IFM 48641 is regarded as a serotype A strain in the Centraalbureau voor Schimmelcultures (Baarn, The Netherlands), but repeated checking in our laboratory showed serotype D.

c

Biswas et al. (2).

Isolation of DNA.

One loopful of cells from each YPD slant was suspended in 1 ml of sterile distilled water and used for extraction of total cellular DNA with the Gen Toru Kun kit (Takara Shuzo Co., Ltd., Otsu, Shiga, Japan) as described previously (30).

PCR primers and amplification of the cyt b gene.

PCR primers E1M4 (5′-TGRGGWGCWACWGTTATTACTA-3′) and E2M4 (5′-GGWATAGMWSKTAAWAYAGCATA-3′) (R, A or G; W, A or T; M, A or C; S, C or G; K, G or T; Y, C or T) were designed as described previously (25). One microliter of extracted DNA was used as the template for amplification of the mt cyt b with a TaKaRa Ex Taq PCR amplification kit (Takara Shuzo). Reactions were performed in a final reaction volume of 50 μl containing 10 pmol of each primer, 4 μl of 2.5 mM (each) deoxynucleoside triphosphate (dATP, dCTP, dGTP, and dTTP), 2.0 U of TaKaRa Ex Taq polymerase, and 5 μl of 10× reaction buffer (Takara Shuzo). Amplification conditions were 94°C for 2 min, followed by 30 cycles of denaturation for 30 s at 94°C, annealing for 30 s at 50°C, and extension for 1 min at 72°C, with a final extension at 72°C for 10 min.

Sequencing.

PCR products were purified with a QIAquick PCR purification kit (Qiagen, Hilden, Germany) according to the manufacturer's instructions. Both strands of PCR products were sequenced directly with an ABI Prism 377 or 310 DNA sequencer with a Big Dye terminator cycle sequencing ready reaction kit (Applied Biosystems Japan Co., Ltd., Tokyo, Japan). Amino acid sequences were deduced from the DNA sequences with the yeast mt genetic code.

Molecular phylogenetic analysis.

With the exclusion of the portions of the sequences that included the primers, DNA and amino acid sequences were aligned with GENETYX-MAC genetic information processing software (Software Development Co., Ltd., Tokyo, Japan). This software also generated phylogenetic trees by the unweighted pair group method with arithmetic mean (UPGMA).

Nucleotide sequence accession numbers.

Sequences of the cyt b genes of the C. neoformans strains sequenced in this study have been deposited in DDBJ/EMBL/GenBank under the accession numbers listed in Table 1.

RESULTS

The 386-bp fragment corresponding to nucleotides (nt) 445 to 830 of the Candida glabrata cyt b coding sequence (GenBank accession no.

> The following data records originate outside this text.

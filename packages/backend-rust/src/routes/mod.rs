mod admin;
mod health;
mod review;
mod stats;
mod today;

use axum::body::Body;
use axum::http::{Request, StatusCode};
use axum::response::{IntoResponse, Response};
use axum::routing::{get, post};
use axum::Router;
use chrono::{DateTime, NaiveDateTime, SecondsFormat, Utc};
use serde::Serialize;
use sqlx::Row;

use crate::response::json_error;
use crate::services::enrichment::Sentence;
use crate::state::AppState;

pub fn router(state: AppState) -> Router {
    Router::new()
        .route(
            "/api/words/today",
            get(today::today_words).fallback(fallback_handler),
        )
        .route(
            "/api/words/review",
            post(review::submit_review).fallback(fallback_handler),
        )
        .route(
            "/api/words/review-list",
            get(review::review_list).fallback(fallback_handler),
        )
        .route(
            "/api/stats/heatmap",
            get(stats::heatmap).fallback(fallback_handler),
        )
        .route(
            "/api/admin/words",
            get(admin::words::list_words)
                .post(admin::words::create_word)
                .put(admin::words::update_word)
                .delete(admin::words::delete_word)
                .fallback(fallback_handler),
        )
        .route(
            "/api/admin/words/batch",
            post(admin::words::batch_import).fallback(fallback_handler),
        )
        .route(
            "/api/admin/quote",
            get(admin::quotes::get_quotes)
                .put(admin::quotes::update_quotes)
                .fallback(fallback_handler),
        )
        .nest("/health", health::router())
        .nest("/api/health", health::router())
        .fallback(fallback_handler)
        .with_state(state)
}

async fn fallback_handler() -> Response {
    json_error(StatusCode::NOT_FOUND, "NOT_FOUND", "接口不存在").into_response()
}

// ============================================================================
// Shared word payload
// ============================================================================

#[derive(Debug, Clone, Serialize)]
#[serde(rename_all = "camelCase")]
pub(crate) struct WordPayload {
    pub id: String,
    pub spelling: String,
    pub phonetic: String,
    pub meanings: Vec<String>,
    pub collocations: Vec<String>,
    pub sentences: Vec<Sentence>,
    pub is_custom: bool,
    #[serde(skip_serializing_if = "Option::is_none")]
    pub audio_url: Option<String>,
    pub created_at: String,
}

pub(crate) fn map_word_row(row: &sqlx::postgres::PgRow) -> WordPayload {
    let created_at: NaiveDateTime = row
        .try_get("createdAt")
        .unwrap_or_else(|_| Utc::now().naive_utc());
    let sentences: Vec<Sentence> = row
        .try_get::<sqlx::types::Json<Vec<Sentence>>, _>("sentences")
        .map(|json| json.0)
        .unwrap_or_default();

    WordPayload {
        id: row.try_get("id").unwrap_or_default(),
        spelling: row.try_get("spelling").unwrap_or_default(),
        phonetic: row.try_get("phonetic").unwrap_or_default(),
        meanings: row
            .try_get::<Vec<String>, _>("meanings")
            .unwrap_or_default(),
        collocations: row
            .try_get::<Vec<String>, _>("collocations")
            .unwrap_or_default(),
        sentences,
        is_custom: row.try_get("isCustom").unwrap_or(false),
        audio_url: row.try_get::<Option<String>, _>("audioUrl").ok().flatten(),
        created_at: format_naive_iso(created_at),
    }
}

pub(crate) const WORD_COLUMNS: &str = r#"w."id", w."spelling", w."phonetic", w."meanings", w."collocations", w."sentences", w."isCustom", w."audioUrl", w."createdAt""#;

pub(crate) fn format_naive_iso(value: NaiveDateTime) -> String {
    DateTime::<Utc>::from_naive_utc_and_offset(value, Utc)
        .to_rfc3339_opts(SecondsFormat::Millis, true)
}

// ============================================================================
// Request plumbing helpers
// ============================================================================

pub(crate) fn get_query_param(query: &str, key: &str) -> Option<String> {
    for pair in query.split('&') {
        if pair.is_empty() {
            continue;
        }
        let mut iter = pair.splitn(2, '=');
        let k = iter.next().unwrap_or("");
        if k != key {
            continue;
        }
        let value = iter.next().unwrap_or("");
        return Some(percent_decode(value));
    }
    None
}

fn percent_decode(input: &str) -> String {
    let mut out: Vec<u8> = Vec::with_capacity(input.len());
    let mut bytes = input.as_bytes().iter().copied();
    while let Some(b) = bytes.next() {
        match b {
            b'+' => out.push(b' '),
            b'%' => {
                let hi = bytes.next();
                let lo = bytes.next();
                if let (Some(hi), Some(lo)) = (hi, lo) {
                    if let (Some(hi), Some(lo)) = (from_hex(hi), from_hex(lo)) {
                        out.push(hi * 16 + lo);
                        continue;
                    }
                }
                out.push(b'%');
                if let Some(hi) = hi {
                    out.push(hi);
                }
                if let Some(lo) = lo {
                    out.push(lo);
                }
            }
            other => out.push(other),
        }
    }
    String::from_utf8_lossy(&out).to_string()
}

fn from_hex(value: u8) -> Option<u8> {
    match value {
        b'0'..=b'9' => Some(value - b'0'),
        b'a'..=b'f' => Some(value - b'a' + 10),
        b'A'..=b'F' => Some(value - b'A' + 10),
        _ => None,
    }
}

pub(crate) async fn split_body(
    req: Request<Body>,
) -> Result<(axum::http::request::Parts, bytes::Bytes), Response> {
    let (parts, body) = req.into_parts();
    let body_bytes = match axum::body::to_bytes(body, 1024 * 1024).await {
        Ok(bytes) => bytes,
        Err(_) => {
            return Err(
                json_error(StatusCode::BAD_REQUEST, "BAD_REQUEST", "无效请求").into_response(),
            );
        }
    };
    Ok((parts, body_bytes))
}

#[cfg(test)]
mod tests {
    use super::*;

    #[test]
    fn test_get_query_param_decodes() {
        assert_eq!(
            get_query_param("search=%E5%8D%95%E8%AF%8D&page=2", "search").as_deref(),
            Some("单词")
        );
        assert_eq!(get_query_param("a=1&b=2", "b").as_deref(), Some("2"));
        assert_eq!(get_query_param("a=1", "c"), None);
        assert_eq!(get_query_param("q=hello+world", "q").as_deref(), Some("hello world"));
    }
}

X53862) was analyzed in this study. The type strain of C. neoformans var. neoformans, IFM 48637, had no introns in this region of cyt b. However, all other strains investigated contained one intron that started after nt 46 of the sequence (Fig. 1); the size of this intron varied from 270 to 1,143 bp. Some isolates of C. neoformans var. gattii contained a second intron that began at nt 633 of the cyt b sequence (Table 1) or nt 363 of the coding sequence (Fig. 1). The size of the second intron varied from 515 to 529 bp. The sizes and locations of these introns were determined as described previously (2) through comparison of strains with and without introns to maximize amino acid identities. Isolates of C. neoformans var. neoformans contained the longest introns, which were 1,142 and 1,143 bp. Among isolates of C. neoformans var. gattii, IFM 47258, IFM 48818, and IFM 48822 contained introns similar in size (1,128 bp) to that of C. neoformans var. neoformans and with greater than 96% sequence identity. Although the intron sizes were variable, they were fixed for specific cyt b types (Table 1), with the exception of strains IFM 48636 and 48821 (cyt b type I) and IFM 5878 (cyt b type II).

FIG. 1.

FIG. 1.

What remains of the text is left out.